◆ WHAT TO DO ◆
Copy the full listing exactly, word for word.
** PROVIDED MATERIAL follows **
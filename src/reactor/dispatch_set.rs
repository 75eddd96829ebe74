use super::core::Scope;
use super::participant::Participant;

use std::collections::HashMap;
use std::io;
use std::os::fd::RawFd;

/// A registry mapping a raw descriptor to exactly one participant.
///
/// The raw descriptor is the key — not the participant object — so a
/// descriptor maps to at most one participant per set at a time.
/// Re-adding the same descriptor replaces the prior mapping; callers
/// that care about the old entry must [`delete`](DispatchSet::delete)
/// it first.
///
/// The set is generic over the participant trait object so the
/// reactor can hold a `DispatchSet<dyn Source>` for its input set and
/// `DispatchSet<dyn Sink>` for output and error.
pub struct DispatchSet<P: Participant + ?Sized> {
    entries: HashMap<RawFd, Box<P>>,
}

impl<P: Participant + ?Sized> DispatchSet<P> {
    /// Creates an empty set.
    pub fn new() -> Self {
        Self {
            entries: HashMap::new(),
        }
    }

    /// Inserts a participant, keyed on its own descriptor.
    pub fn add(&mut self, participant: Box<P>) {
        self.entries.insert(participant.fd(), participant);
    }

    /// Removes and returns the participant keyed on `fd`, if any.
    pub fn delete(&mut self, fd: RawFd) -> Option<Box<P>> {
        self.entries.remove(&fd)
    }

    /// Whether a participant is registered for `fd`.
    pub fn contains(&self, fd: RawFd) -> bool {
        self.entries.contains_key(&fd)
    }

    /// Number of registered participants.
    pub fn len(&self) -> usize {
        self.entries.len()
    }

    /// Whether the set has no participants.
    pub fn is_empty(&self) -> bool {
        self.entries.is_empty()
    }

    /// Descriptors whose participants currently want readiness.
    ///
    /// Recomputed on every call: eligibility is a live predicate of
    /// each participant (a queued writer that drained its buffer last
    /// cycle no longer wants writability this cycle).
    pub fn needs_processing(&self) -> Vec<RawFd> {
        self.entries
            .iter()
            .filter(|(_, participant)| participant.needs_processing())
            .map(|(&fd, _)| fd)
            .collect()
    }

    /// Delivers readiness to the participants keyed on `ready`.
    ///
    /// Descriptors without a current entry are skipped: the
    /// participant may have been deleted between the readiness query
    /// and the dispatch. Closed entries are pruned afterwards whether
    /// or not they were just processed.
    pub(crate) fn process(&mut self, ready: &[RawFd], scope: &mut Scope<'_>) -> io::Result<()> {
        for fd in ready {
            if let Some(participant) = self.entries.get_mut(fd) {
                participant.process(scope)?;
            }
        }

        self.cleanup_closed();
        Ok(())
    }

    /// Removes every entry whose descriptor reports closed.
    pub fn cleanup_closed(&mut self) {
        self.entries.retain(|_, participant| !participant.is_closed());
    }
}

impl<P: Participant + ?Sized> Default for DispatchSet<P> {
    fn default() -> Self {
        Self::new()
    }
}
** End of PROVIDED MATERIAL **
◆ ANSWER SPACE ◆
filename src/reactor/dispatch_set.rs
repository 75eddd96829ebe74
use super::core::Scope;
use super::participant::Participant;

use std::collections::HashMap;
use std::io;
use std::os::fd::RawFd;

/// A registry mapping a raw descriptor to exactly one participant.
///
/// The raw descriptor is the key — not the participant object — so a
/// descriptor maps to at most one participant per set at a time.
/// Re-adding the same descriptor replaces the prior mapping; callers
/// that care about the old entry must [`delete`](DispatchSet::delete)
/// it first.
///
/// The set is generic over the participant trait object so the
/// reactor can hold a `DispatchSet<dyn Source>` for its input set and
/// `DispatchSet<dyn Sink>` for output and error.
pub struct DispatchSet<P: Participant + ?Sized> {
    entries: HashMap<RawFd, Box<P>>,
}

impl<P: Participant + ?Sized> DispatchSet<P> {
    /// Creates an empty set.
    pub fn new() -> Self {
        Self {
            entries: HashMap::new(),
        }
    }

    /// Inserts a participant, keyed on its own descriptor.
    pub fn add(&mut self, participant: Box<P>) {
        self.entries.insert(participant.fd(), participant);
    }

    /// Removes and returns the participant keyed on `fd`, if any.
    pub fn delete(&mut self, fd: RawFd) -> Option<Box<P>> {
        self.entries.remove(&fd)
    }

    /// Whether a participant is registered for `fd`.
    pub fn contains(&self, fd: RawFd) -> bool {
        self.entries.contains_key(&fd)
    }

    /// Number of registered participants.
    pub fn len(&self) -> usize {
        self.entries.len()
    }

    /// Whether the set has no participants.
    pub fn is_empty(&self) -> bool {
        self.entries.is_empty()
    }

    /// Descriptors whose participants currently want readiness.
    ///
    /// Recomputed on every call: eligibility is a live predicate of
    /// each participant (a queued writer that drained its buffer last
    /// cycle no longer wants writability this cycle).
    pub fn needs_processing(&self) -> Vec<RawFd> {
        self.entries
            .iter()
            .filter(|(_, participant)| participant.needs_processing())
            .map(|(&fd, _)| fd)
            .collect()
    }

    /// Delivers readiness to the participants keyed on `ready`.
    ///
    /// Descriptors without a current entry are skipped: the
    /// participant may have been deleted between the readiness query
    /// and the dispatch. Closed entries are pruned afterwards whether
    /// or not they were just processed.
    pub(crate) fn process(&mut self, ready: &[RawFd], scope: &mut Scope<'_>) -> io::Result<()> {
        for fd in ready {
            if let Some(participant) = self.entries.get_mut(fd) {
                participant.process(scope)?;
            }
        }

        self.cleanup_closed();
        Ok(())
    }

    /// Removes every entry whose descriptor reports closed.
    pub fn cleanup_closed(&mut self) {
        self.entries.retain(|_, participant| !participant.is_closed());
    }
}

impl<P: Participant + ?Sized> Default for DispatchSet<P> {
    fn default() -> Self {
        Self::new()
    }
}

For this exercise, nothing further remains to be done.